Nuove abitazioni? Di sicuro no! Non sono le case che mancano alle aree interne spopolate del sud. Ciò che occorre veramente ad un’area interna per creare le condizioni di un freno allo spopolamento sono i servizi, le attrezzature a servizio pubblico dei cittadini che segnano la differenza tra un’area attrezzata per essere vissuta con un’area dormitorio drammaticamente predisposta all’abbandono.
La stessa relazione di accompagnamento al Puc dimostra che ad Atripalda di abitazioni ce ne sono già abbastanza. Ciò che manca ad Atripalda ed è drammaticamente assente in questo piano sono le attrezzature pubbliche, i servizi.
Questo è un PUC che accelera dunque il destino della nostra comunità dell’entroterra meridionale verso lo spopolamento, in linea con la politica dell’“autonomia differenziata” cara alla destra, cui l’attuale amministrazione apertamente si richiama. La sballata previsione di espansione urbana, contraddittoria con le stesse premesse teoriche del piano, usa la perequazione urbanistica per mascherare un modello vecchio di 60 anni, nel quale esiste l’unica equazione ovvero sviluppo = edificazione di nuove abitazioni.
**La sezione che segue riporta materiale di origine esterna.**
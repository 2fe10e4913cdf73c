//! Helper module with the SGR operations both directions of the codec agree
//! on.
//!
//! The tokenizer decodes the parameters of `CSI ... m` sequences into
//! [`SgrOp`]s with [`decode`], whereas the writer encodes colors and
//! decorations back into parameters. Replaying the decoded operations onto a
//! [`Style`] with [`SgrOp::apply_to`] yields the style a terminal would
//! display.

use core::fmt;

use ansicolor::style::{Decoration, Layer, Style};
use ansicolor::termco::AnsiColor;
use ansicolor::Color;

/// A select-graphic-rendition operation.
#[derive(Clone, Copy, Debug, PartialEq, Eq, Hash)]
pub enum SgrOp {
    /// Restore the default style.
    Reset,
    /// Set the foreground color.
    SetForeground(Color),
    /// Set the background color.
    SetBackground(Color),
    /// Enable or disable a decoration.
    SetDecoration(Decoration, bool),
}

impl SgrOp {
    /// Replay this operation onto the style.
    pub fn apply_to(&self, style: &mut Style) {
        match *self {
            Self::Reset => *style = Style::DEFAULT,
            Self::SetForeground(color) => style.foreground = Some(color),
            Self::SetBackground(color) => style.background = Some(color),
            Self::SetDecoration(decoration, true) => {
                style.decorations = style.decorations + decoration
            }
            Self::SetDecoration(decoration, false) => {
                style.decorations = style.decorations - decoration
            }
        }
    }
}

/// Replay all operations onto the style.
pub fn replay<'a, I>(ops: I, style: &mut Style)
where
    I: IntoIterator<Item = &'a SgrOp>,
{
    for op in ops {
        op.apply_to(style);
    }
}

// ------------------------------------------------------------------------------------------------

fn decoration_for(param: u32) -> Option<(Decoration, bool)> {
    use self::Decoration::*;

    Some(match param {
        1 => (Bold, true),
        2 => (Dim, true),
        3 => (Italic, true),
        4 => (Underline, true),
        5 => (Blink, true),
        7 => (Invert, true),
        8 => (Hidden, true),
        9 => (Strikethrough, true),
        23 => (Italic, false),
        24 => (Underline, false),
        25 => (Blink, false),
        27 => (Invert, false),
        28 => (Hidden, false),
        29 => (Strikethrough, false),
        _ => return None,
    })
}

fn basic(layer: Layer, index: u32) -> SgrOp {
    // Callers only pass 0..=15.
    let color = Color::Basic16(AnsiColor::from_index_lossy(index as u8));
    layered(layer, color)
}

fn layered(layer: Layer, color: Color) -> SgrOp {
    if layer.is_foreground() {
        SgrOp::SetForeground(color)
    } else {
        SgrOp::SetBackground(color)
    }
}

/// Decode the extended color starting at the `38` or `48` parameter.
///
/// This function returns the color, if valid, and the number of parameters
/// consumed after the leading `38` or `48`.
fn decode_extended(params: &[u32]) -> (Option<Color>, usize) {
    match *params {
        [] => (None, 0),
        [5] => (None, 1),
        [5, index, ..] => (u8::try_from(index).ok().map(Color::Indexed256), 2),
        [2, r, g, b, ..] => {
            let color = match (u8::try_from(r), u8::try_from(g), u8::try_from(b)) {
                (Ok(r), Ok(g), Ok(b)) => Some(Color::rgb(r, g, b)),
                _ => None,
            };
            (color, 4)
        }
        _ => (None, 1),
    }
}

/// Decode SGR parameters into operations.
///
/// An empty parameter list is the same as a single `0`, i.e., a reset.
/// Unknown parameters are ignored. Extended colors with out-of-range
/// components are dropped, though the parameters they span are still
/// consumed. If an extended color has too few parameters, only its mode is
/// consumed.
///
/// ```
/// # use ansicodec::sgr::{decode, SgrOp};
/// # use ansicolor::Color;
/// let ops = decode(&[38, 5, 208, 49]);
/// assert_eq!(ops, vec![
///     SgrOp::SetForeground(Color::Indexed256(208)),
///     SgrOp::SetBackground(Color::Default),
/// ]);
/// ```
pub fn decode(params: &[u32]) -> Vec<SgrOp> {
    if params.is_empty() {
        return vec![SgrOp::Reset];
    }

    let mut ops = Vec::with_capacity(params.len());
    let mut index = 0;

    while let Some(&param) = params.get(index) {
        index += 1;

        match param {
            0 => ops.push(SgrOp::Reset),
            22 => {
                ops.push(SgrOp::SetDecoration(Decoration::Bold, false));
                ops.push(SgrOp::SetDecoration(Decoration::Dim, false));
            }
            30..=37 => ops.push(basic(Layer::Foreground, param - 30)),
            39 => ops.push(SgrOp::SetForeground(Color::Default)),
            40..=47 => ops.push(basic(Layer::Background, param - 40)),
            49 => ops.push(SgrOp::SetBackground(Color::Default)),
            90..=97 => ops.push(basic(Layer::Foreground, param - 82)),
            100..=107 => ops.push(basic(Layer::Background, param - 92)),
            38 | 48 => {
                let layer = if param == 38 {
                    Layer::Foreground
                } else {
                    Layer::Background
                };
                let rest = params.get(index..).unwrap_or(&[]);
                let (color, consumed) = decode_extended(rest);
                index += consumed;
                if let Some(color) = color {
                    ops.push(layered(layer, color));
                }
            }
            _ => {
                if let Some((decoration, enable)) = decoration_for(param) {
                    ops.push(SgrOp::SetDecoration(decoration, enable));
                }
            }
        }
    }

    ops
}

// ------------------------------------------------------------------------------------------------

/// The SGR parameters for a color in a layer.
///
/// Colors take between one and five parameters. The [`Display`](fmt::Display)
/// implementation separates them with semicolons.
#[derive(Clone, Copy, Debug, PartialEq, Eq)]
pub struct ColorParams {
    data: [u32; 5],
    len: usize,
}

impl ColorParams {
    /// Determine the parameters for the color. This function does not
    /// downgrade colors.
    pub fn new(color: Color, layer: Layer) -> Self {
        let offset = u32::from(layer.offset());
        let (data, len) = match color {
            Color::Default => ([39 + offset, 0, 0, 0, 0], 1),
            Color::Basic16(c) => {
                let index = u32::from(u8::from(c));
                if index < 8 {
                    ([30 + offset + index, 0, 0, 0, 0], 1)
                } else {
                    ([82 + offset + index, 0, 0, 0, 0], 1)
                }
            }
            Color::Indexed256(index) => ([38 + offset, 5, u32::from(index), 0, 0], 3),
            Color::Rgb(rgb) => (
                [
                    38 + offset,
                    2,
                    u32::from(rgb[0]),
                    u32::from(rgb[1]),
                    u32::from(rgb[2]),
                ],
                5,
            ),
        };

        Self { data, len }
    }

    /// Get the parameters as a slice.
    pub fn as_slice(&self) -> &[u32] {
        self.data.get(..self.len).unwrap_or(&[])
    }
}

impl fmt::Display for ColorParams {
    fn fmt(&self, f: &mut fmt::Formatter<'_>) -> fmt::Result {
        for (index, param) in self.as_slice().iter().enumerate() {
            if 0 < index {
                f.write_str(";")?;
            }
            write!(f, "{}", param)?;
        }
        Ok(())
    }
}

#[cfg(test)]
mod test {
    use super::{decode, replay, ColorParams, SgrOp};
    use ansicolor::style::{Decoration, Layer, Style};
    use ansicolor::termco::AnsiColor;
    use ansicolor::Color;

    #[test]
    fn test_decode_basics() {
        assert_eq!(decode(&[]), vec![SgrOp::Reset]);
        assert_eq!(decode(&[0]), vec![SgrOp::Reset]);
        assert_eq!(
            decode(&[31]),
            vec![SgrOp::SetForeground(Color::Basic16(AnsiColor::Red))]
        );
        assert_eq!(
            decode(&[1, 97, 104]),
            vec![
                SgrOp::SetDecoration(Decoration::Bold, true),
                SgrOp::SetForeground(Color::Basic16(AnsiColor::BrightWhite)),
                SgrOp::SetBackground(Color::Basic16(AnsiColor::BrightBlue)),
            ]
        );
        assert_eq!(
            decode(&[22]),
            vec![
                SgrOp::SetDecoration(Decoration::Bold, false),
                SgrOp::SetDecoration(Decoration::Dim, false),
            ]
        );
        assert_eq!(
            decode(&[29, 6, 665, 39]),
            vec![
                SgrOp::SetDecoration(Decoration::Strikethrough, false),
                SgrOp::SetForeground(Color::Default),
            ]
        );
    }

    #[test]
    fn test_decode_extended() {
        assert_eq!(
            decode(&[48, 2, 1, 2, 3, 4]),
            vec![
                SgrOp::SetBackground(Color::rgb(1, 2, 3)),
                SgrOp::SetDecoration(Decoration::Underline, true),
            ]
        );

        // Out-of-range components are dropped, yet consumed.
        assert_eq!(
            decode(&[38, 5, 256, 1]),
            vec![SgrOp::SetDecoration(Decoration::Bold, true)]
        );
        assert_eq!(
            decode(&[38, 2, 300, 0, 0, 3]),
            vec![SgrOp::SetDecoration(Decoration::Italic, true)]
        );

        // Too few parameters consume the mode only.
        assert!(decode(&[38]).is_empty());
        assert!(decode(&[38, 5]).is_empty());
        assert_eq!(
            decode(&[48, 2, 1, 4]),
            vec![
                SgrOp::SetDecoration(Decoration::Bold, true),
                SgrOp::SetDecoration(Decoration::Underline, true),
            ]
        );
        assert_eq!(
            decode(&[38, 7, 1]),
            vec![SgrOp::SetDecoration(Decoration::Bold, true)]
        );
    }

    #[test]
    fn test_replay() {
        let mut style = Style::DEFAULT.bold().dim();
        replay(&decode(&[22, 3, 31, 48, 5, 17]), &mut style);
        assert_eq!(
            style,
            Style::DEFAULT
                .italic()
                .with_foreground(AnsiColor::Red)
                .with_background(Color::Indexed256(17))
        );

        replay(&decode(&[]), &mut style);
        assert_eq!(style, Style::DEFAULT);
    }

    #[test]
    fn test_color_params() {
        let params = |c: Color, l: Layer| format!("{}", ColorParams::new(c, l));

        assert_eq!(params(Color::Default, Layer::Foreground), "39");
        assert_eq!(params(Color::Default, Layer::Background), "49");
        assert_eq!(params(AnsiColor::Red.into(), Layer::Foreground), "31");
        assert_eq!(params(AnsiColor::BrightRed.into(), Layer::Background), "101");
        assert_eq!(params(Color::Indexed256(208), Layer::Foreground), "38;5;208");
        assert_eq!(params(Color::rgb(1, 22, 255), Layer::Background), "48;2;1;22;255");

        for color in AnsiColor::all() {
            for layer in [Layer::Foreground, Layer::Background] {
                let op = if layer.is_foreground() {
                    SgrOp::SetForeground(color.into())
                } else {
                    SgrOp::SetBackground(color.into())
                };
                assert_eq!(
                    decode(ColorParams::new(color.into(), layer).as_slice()),
                    vec![op]
                );
            }
        }
    }
}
Tale idea, oltre a favorire lo spopolamento ha solo conseguenze negative per il territorio:
- Consumo di suolo ed esposizione del territorio collinare comunale all’incremento del rischio di dissesto idrogeologico a causa dell’impermeabilizzazione dei suoli che inevitabilmente, durante gli eventi atmosferici estremi sempre più frequenti, produrrà un incremento della velocità di ruscellamento delle acque meteoriche e della loro capacità erosiva;
- Ulteriore incremento dell’attuale eccedenza di case non abitate che “drogherà” il mercato immobiliare ampliando l’offerta a fronte di una domanda non esistente;
- Creazione di quartieri che nascono per essere dormitori semivuoti senza servizi e senza integrazione sociale con il comune di Atripalda e con gli altri comuni limitrofi.
Imbarazzante è poi il tentativo di nobilitare il disegno mega-espansivo della città collegandolo alla prospettiva, tanto suggestiva quanto assolutamente incerta, di un intervento pubblico pseudo perequativo di valorizzazione dell’area archeologica di Abellinum. Si tratta, infatti, di un percorso tutt’altro che lineare, che necessita, per la sua materiale attuazione, di un’opera di coordinamento spinta tra Comune e Soprintendenza non facilmente immaginabile (conosciamo i tempi di azione della Soprintendenza) e non può prescindere dalla volontarietà dei privati che possono legittimamente ritenere l’operazione non di loro interesse.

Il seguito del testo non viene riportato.